El fútbol siempre fue un lugar donde hacer catarsis. (Archivo / La Voz )

El estadio y el partido funcionan como un canal de catarsis, un lugar donde expresar frustraciones y enojos. "El hincha más fanático de cualquier club de Córdoba, cuando pierde siente que perdió él y se le terminó el día y la semana", afirmó Tachela.

¿Por qué pasa eso? "Porque necesitamos canalizar ciertas emociones y ciertas frustraciones. Si ganamos estamos contentos, eso se vio en el festejo por la consagración en el Mundial de Qatar, y queda afuera la grieta que nos separa diariamente por todos somos de la Selección y la emoción transversal nos une", añadió el especialista.

Pero a su vez, "el fútbol siempre fue un lugar donde hacer catarsis, de ir a la cancha a gritar. Decir eso que no se puede decir en otro lado", añadió.

La identidad nacional y el fútbol

La identidad nacional se nutrió de lugares míticos y figuras populares. “El estilo criollo se relaciona con el potrero, o con figuras muy populares como Maradona o Messi”, señaló Reyna. Y el éxito deportivo en citas internacionales cimentó esta asimilación de los ídolos deportivos como ídolos nacionales.

Para Rodrigo Bruera, codirector de estudios sobre Cultura Pop en el Centro de Estudios Avanzados de la UNC, el fútbol funciona como un potente constructor de relatos nacionales. Explicó que el plantel de la selección construye una "ficción" de representatividad que entrelaza el fanatismo con el nacionalismo.

Se genera una interpelación social que crea la ilusión de una unión colectiva.
Se genera una interpelación social que crea la ilusión de una unión colectiva. (Archivo / La Voz )

"Se genera una interpelación social que crea la ilusión de una unión colectiva. Esta narrativa de 'la patria' se apoya en símbolos históricos, como el triunfo ante Inglaterra tras Malvinas o la consagración en Qatar", destacó.

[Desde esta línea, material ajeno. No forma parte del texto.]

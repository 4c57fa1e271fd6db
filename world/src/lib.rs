#![deny(
    unsafe_code,
    missing_docs,
    dead_code,
    unused_results,
    non_snake_case,
    unreachable_pub
)]

//! Authoritative simulation state for Tower Siege.
//!
//! Adapters mutate the world exclusively through [`apply`] and read it back
//! through the functions of [`query`]. Every observable change is reported as
//! an [`Event`] appended to the caller's buffer.

mod camera;
mod commands;
mod config;
mod economy;
mod effects;
mod enemies;
mod hostiles;
mod layout;
mod lifecycle;
mod projectiles;
mod roulette;
mod tick;
mod towers;

use std::collections::{BTreeMap, BTreeSet, VecDeque};

use glam::Vec2;
use rand::SeedableRng;
use rand_chacha::ChaCha8Rng;
use tower_siege_core::{
    CellCoord, Command, EnemyId, Event, GameMode, HostileBuildingId, Phase, TowerId, TowerKind,
    TurretId, WaveEntry,
};
use tower_siege_system_tower_targeting::TowerTargeting;

pub use config::{Config, ConfigError};

use camera::Camera;
use effects::Effects;
use enemies::Enemy;
use hostiles::{EnemyBase, HostileBuilding, Turret};
use layout::Layout;
use projectiles::{FreezeZone, HostileShot, TowerShot};
use roulette::{Roulette, WaveModifiers};
use tick::Scratch;
use towers::TowerRegistry;

/// Mixed into the gameplay seed so decorative effects draw from their own stream.
const EFFECTS_STREAM: u64 = 0x9e37_79b9_7f4a_7c15;

/// Complete state of one game session.
#[derive(Debug)]
pub struct World {
    config: Config,
    mode: GameMode,
    phase: Phase,
    paused: bool,
    gold: u32,
    lives: u32,
    wave: u32,
    map_number: u32,
    score: u64,
    map_seed: u64,
    layout: Layout,
    camera: Camera,
    towers: TowerRegistry,
    enemies: BTreeMap<EnemyId, Enemy>,
    next_enemy: EnemyId,
    turrets: BTreeMap<TurretId, Turret>,
    next_turret: TurretId,
    buildings: BTreeMap<HostileBuildingId, HostileBuilding>,
    next_building: HostileBuildingId,
    base: Option<EnemyBase>,
    tower_shots: Vec<TowerShot>,
    hostile_shots: Vec<HostileShot>,
    freeze_zones: Vec<FreezeZone>,
    spawn_queue: VecDeque<WaveEntry>,
    wave_clock_ms: f32,
    spawn_index: usize,
    heal_clock_ms: f32,
    modifiers: WaveModifiers,
    roulette: Option<Roulette>,
    selected_kind: Option<TowerKind>,
    selected_tower: Option<TowerId>,
    unlocked: Vec<TowerKind>,
    needs_new_map: bool,
    veteran_xp: u32,
    total_kills: u32,
    bases_destroyed: u32,
    rng: ChaCha8Rng,
    effects: Effects,
    targeting: TowerTargeting,
    scratch: Scratch,
}

impl World {
    /// Creates a world in normal mode, in the preparation phase of wave zero.
    #[must_use]
    pub fn new(config: Config) -> Self {
        let map_seed = config.map_seed;
        let mut world = Self {
            mode: GameMode::Normal,
            phase: Phase::Prep,
            paused: false,
            gold: config.starting_gold,
            lives: config.starting_lives,
            wave: 0,
            map_number: 1,
            score: 0,
            map_seed,
            layout: Layout::single(map_seed),
            camera: Camera::fixed(),
            towers: TowerRegistry::new(),
            enemies: BTreeMap::new(),
            next_enemy: EnemyId::new(0),
            turrets: BTreeMap::new(),
            next_turret: TurretId::new(0),
            buildings: BTreeMap::new(),
            next_building: HostileBuildingId::new(0),
            base: None,
            tower_shots: Vec::new(),
            hostile_shots: Vec::new(),
            freeze_zones: Vec::new(),
            spawn_queue: VecDeque::new(),
            wave_clock_ms: 0.0,
            spawn_index: 0,
            heal_clock_ms: 0.0,
            modifiers: WaveModifiers::default(),
            roulette: None,
            selected_kind: None,
            selected_tower: None,
            unlocked: Vec::new(),
            needs_new_map: false,
            veteran_xp: 0,
            total_kills: 0,
            bases_destroyed: 0,
            rng: ChaCha8Rng::seed_from_u64(config.rng_seed),
            effects: Effects::new(config.rng_seed ^ EFFECTS_STREAM),
            targeting: TowerTargeting::new(),
            scratch: Scratch::default(),
            config,
        };
        world.reset_run(GameMode::Normal, map_seed);
        world
    }

    /// Whether an allied structure could be built on `cell` right now.
    fn is_buildable(&self, cell: CellCoord) -> bool {
        self.layout.contains(cell)
            && !self.layout.is_path(cell)
            && !self.on_alternate_path(cell)
            && self.towers.at_cell(cell).is_none()
            && !self.turrets.values().any(|turret| turret.cell == cell)
            && !self.buildings.values().any(|building| building.cell == cell)
    }

    fn on_alternate_path(&self, cell: CellCoord) -> bool {
        self.base
            .as_ref()
            .is_some_and(|base| base.alive && base.alternate_path.contains(cell))
    }

    /// Cells that hostile deployments must avoid.
    fn occupied_cells(&self) -> BTreeSet<CellCoord> {
        let mut cells = self.layout.primary_path().cells().clone();
        if let Some(base) = self.base.as_ref().filter(|base| base.alive) {
            cells.extend(base.alternate_path.cells().iter().copied());
        }
        cells.extend(self.towers.iter().map(|tower| tower.cell));
        cells.extend(self.turrets.values().map(|turret| turret.cell));
        cells.extend(self.buildings.values().map(|building| building.cell));
        cells
    }
}

impl Default for World {
    fn default() -> Self {
        Self::new(Config::default())
    }
}

/// Applies the provided command to the world.
///
/// A refused command leaves the world untouched and reports a single
/// [`Event::CommandRejected`].
pub fn apply(world: &mut World, command: Command, out_events: &mut Vec<Event>) {
    let outcome = match command {
        Command::StartMode { mode } => {
            world.start_mode(mode, out_events);
            Ok(())
        }
        Command::SelectTowerType { kind } => world.select_tower_type(kind, out_events),
        Command::PlaceOrSelectAt { cell } => world.place_or_select(cell, out_events),
        Command::StartWave => world.request_wave(out_events),
        Command::UpgradeSelected => world.upgrade_selected(out_events),
        Command::RepairSelected => world.repair_selected(out_events),
        Command::SellSelected => world.sell_selected(out_events),
        Command::TogglePause => world.toggle_pause(out_events),
        Command::PanCamera { dx, dy } => world.pan_camera(Vec2::new(dx, dy)),
        Command::Zoom { delta } => world.zoom_camera(delta),
        Command::AcknowledgeGameOver => world.acknowledge_game_over(out_events),
        Command::Restart => {
            world.restart(out_events);
            Ok(())
        }
        Command::Tick { dt } => {
            world.tick(dt, out_events);
            Ok(())
        }
    };
    if let Err(reason) = outcome {
        out_events.push(Event::CommandRejected { reason });
    }
    world.clamp_gold();
}

/// Query functions that provide read-only access to the world state.
pub mod query {
    use tower_siege_core::{
        CellCoord, EffectSnapshot, EnemyBaseSnapshot, EnemyProbe,
        EnemySnapshot, FinalScore, FreezeZoneSnapshot, GameMode, HostileBuildingSnapshot,
        HudSnapshot, MapTile, Path, Phase, ProjectileSnapshot, RouletteStatus, StructureProbe,
        TowerId, TowerKind, TowerProbe, TowerSnapshot, TurretSnapshot, WorldBounds,
    };

    use super::World;

    /// Everything a heads-up display shows.
    #[must_use]
    pub fn hud(world: &World) -> HudSnapshot {
        HudSnapshot {
            mode: world.mode,
            phase: world.phase,
            gold: world.gold,
            lives: world.lives,
            wave: world.wave,
            map_number: world.map_number,
            score: world.score,
            paused: world.paused,
            needs_new_map: world.needs_new_map,
            zoom: world.camera.zoom,
            camera: world.camera.offset,
            selected_kind: world.selected_kind,
            selected_tower: world.selected_tower.and_then(|id| tower(world, id)),
            unlocked_buildings: world.unlocked.clone(),
            roulette: roulette(world),
            total_kills: world.total_kills,
            bases_destroyed: world.bases_destroyed,
        }
    }

    /// Mode of the current run.
    #[must_use]
    pub fn mode(world: &World) -> GameMode {
        world.mode
    }

    /// Current wave phase.
    #[must_use]
    pub fn phase(world: &World) -> Phase {
        world.phase
    }

    /// Gold in the treasury.
    #[must_use]
    pub fn gold(world: &World) -> u32 {
        world.gold
    }

    /// Lives left.
    #[must_use]
    pub fn lives(world: &World) -> u32 {
        world.lives
    }

    /// Number of the current or last started wave.
    #[must_use]
    pub fn wave(world: &World) -> u32 {
        world.wave
    }

    /// Score accumulated by the run.
    #[must_use]
    pub fn score(world: &World) -> u64 {
        world.score
    }

    /// Number of the current map.
    #[must_use]
    pub fn map_number(world: &World) -> u32 {
        world.map_number
    }

    /// Seed the current map was generated from.
    #[must_use]
    pub fn map_seed(world: &World) -> u64 {
        world.map_seed
    }

    /// Whether the simulation is paused.
    #[must_use]
    pub fn is_paused(world: &World) -> bool {
        world.paused
    }

    /// Whether the next wave request moves the run to a new map instead.
    #[must_use]
    pub fn needs_new_map(world: &World) -> bool {
        world.needs_new_map
    }

    /// Building kinds currently purchasable.
    #[must_use]
    pub fn unlocked_buildings(world: &World) -> &[TowerKind] {
        &world.unlocked
    }

    /// Allied structures, ordered by identifier.
    #[must_use]
    pub fn towers(world: &World) -> Vec<TowerSnapshot> {
        let armor_bonus = world.modifiers.tower_armor_bonus;
        world
            .towers
            .iter()
            .map(|tower| tower.snapshot(armor_bonus))
            .collect()
    }

    /// One allied structure, if it still stands.
    #[must_use]
    pub fn tower(world: &World, id: TowerId) -> Option<TowerSnapshot> {
        world
            .towers
            .get(id)
            .map(|tower| tower.snapshot(world.modifiers.tower_armor_bonus))
    }

    /// Allied structure standing on `cell`.
    #[must_use]
    pub fn tower_at(world: &World, cell: CellCoord) -> Option<TowerId> {
        world.towers.at_cell(cell)
    }

    /// Whether an allied structure could be built on `cell` right now,
    /// ignoring gold and caps.
    #[must_use]
    pub fn is_buildable(world: &World, cell: CellCoord) -> bool {
        world.is_buildable(cell)
    }

    /// Attackers on the map, ordered by identifier.
    #[must_use]
    pub fn enemies(world: &World) -> Vec<EnemySnapshot> {
        world.enemies.values().map(|enemy| enemy.snapshot()).collect()
    }

    /// Shots in flight, allied shots first.
    #[must_use]
    pub fn projectiles(world: &World) -> Vec<ProjectileSnapshot> {
        world
            .tower_shots
            .iter()
            .map(|shot| shot.snapshot())
            .chain(world.hostile_shots.iter().map(|shot| shot.snapshot()))
            .collect()
    }

    /// Enemy turrets, ordered by identifier.
    #[must_use]
    pub fn turrets(world: &World) -> Vec<TurretSnapshot> {
        world.turrets.values().map(|turret| turret.snapshot()).collect()
    }

    /// Enemy buildings, ordered by identifier.
    #[must_use]
    pub fn hostile_buildings(world: &World) -> Vec<HostileBuildingSnapshot> {
        world
            .buildings
            .values()
            .map(|building| building.snapshot())
            .collect()
    }

    /// The enemy base of the current map, if one was established.
    #[must_use]
    pub fn enemy_base(world: &World) -> Option<EnemyBaseSnapshot> {
        world.base.as_ref().map(|base| base.snapshot())
    }

    /// Frozen ground left by ice towers.
    #[must_use]
    pub fn freeze_zones(world: &World) -> Vec<FreezeZoneSnapshot> {
        world.freeze_zones.iter().map(|zone| zone.snapshot()).collect()
    }

    /// Decorative particles, texts and flashes.
    #[must_use]
    pub fn effects(world: &World) -> Vec<EffectSnapshot> {
        world.effects.snapshots()
    }

    /// State of the roulette while it spins or reveals its event.
    #[must_use]
    pub fn roulette(world: &World) -> Option<RouletteStatus> {
        world.roulette.as_ref().map(|roulette| roulette.status())
    }

    /// Corridor enemies walk on the current map.
    #[must_use]
    pub fn path(world: &World) -> &Path {
        world.layout.primary_path()
    }

    /// Campaign tiles in creation order; empty outside campaign modes.
    #[must_use]
    pub fn tiles(world: &World) -> &[MapTile] {
        world.layout.tiles()
    }

    /// Extent of the playable area.
    #[must_use]
    pub fn bounds(world: &World) -> WorldBounds {
        world.layout.bounds()
    }

    /// Result of the run once lives ran out.
    #[must_use]
    pub fn final_score(world: &World) -> Option<FinalScore> {
        matches!(world.phase, Phase::GameOver | Phase::Scoreboard).then(|| world.final_score())
    }

    /// Targeting views of the live attackers.
    #[must_use]
    pub fn enemy_probes(world: &World) -> Vec<EnemyProbe> {
        world
            .enemies
            .values()
            .filter(|enemy| enemy.is_alive())
            .map(|enemy| enemy.probe())
            .collect()
    }

    /// Targeting views of the standing enemy structures.
    #[must_use]
    pub fn structure_probes(world: &World) -> Vec<StructureProbe> {
        world
            .turrets
            .values()
            .filter(|turret| turret.hp > 0.0)
            .map(|turret| turret.probe())
            .chain(
                world
                    .buildings
                    .values()
                    .filter(|building| building.hp > 0.0)
                    .map(|building| building.probe()),
            )
            .collect()
    }

    /// Targeting views of the allied towers that shoot.
    #[must_use]
    pub fn offensive_tower_probes(world: &World) -> Vec<TowerProbe> {
        world
            .towers
            .iter()
            .filter(|tower| tower.is_offensive())
            .map(|tower| TowerProbe {
                id: tower.id,
                position: tower.position,
            })
            .collect()
    }
}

Y señaló que el deporte masivo alimenta el mito de una sociedad sin diferencias de clase ni "grietas" políticas; la ilusión de que, por 90 minutos nos olvidamos de quién es peronista y quién no para "tirar todos para el mismo lado". Sin embargo, detrás del sentimiento colectivo y el mensaje publicitario de unión, subyacen complejas lógicas políticas, sociales y económicas.

Cábalas y miedo a perder

El comportamiento del hincha está lleno de rituales. Tachela indicó que la psicología arroja luz sobre las cábalas, vinculándolas con las "conductas supersticiosas" estudiadas por Burrhus Skinner. A través del refuerzo intermitente, como cuando ganamos usando una camiseta, nuestra mente fija esa conducta e ignora variables lógicas como la estrategia del técnico o el clima.

"Los argentinos somos exitistas y exigentes", finalizó el psicólogo.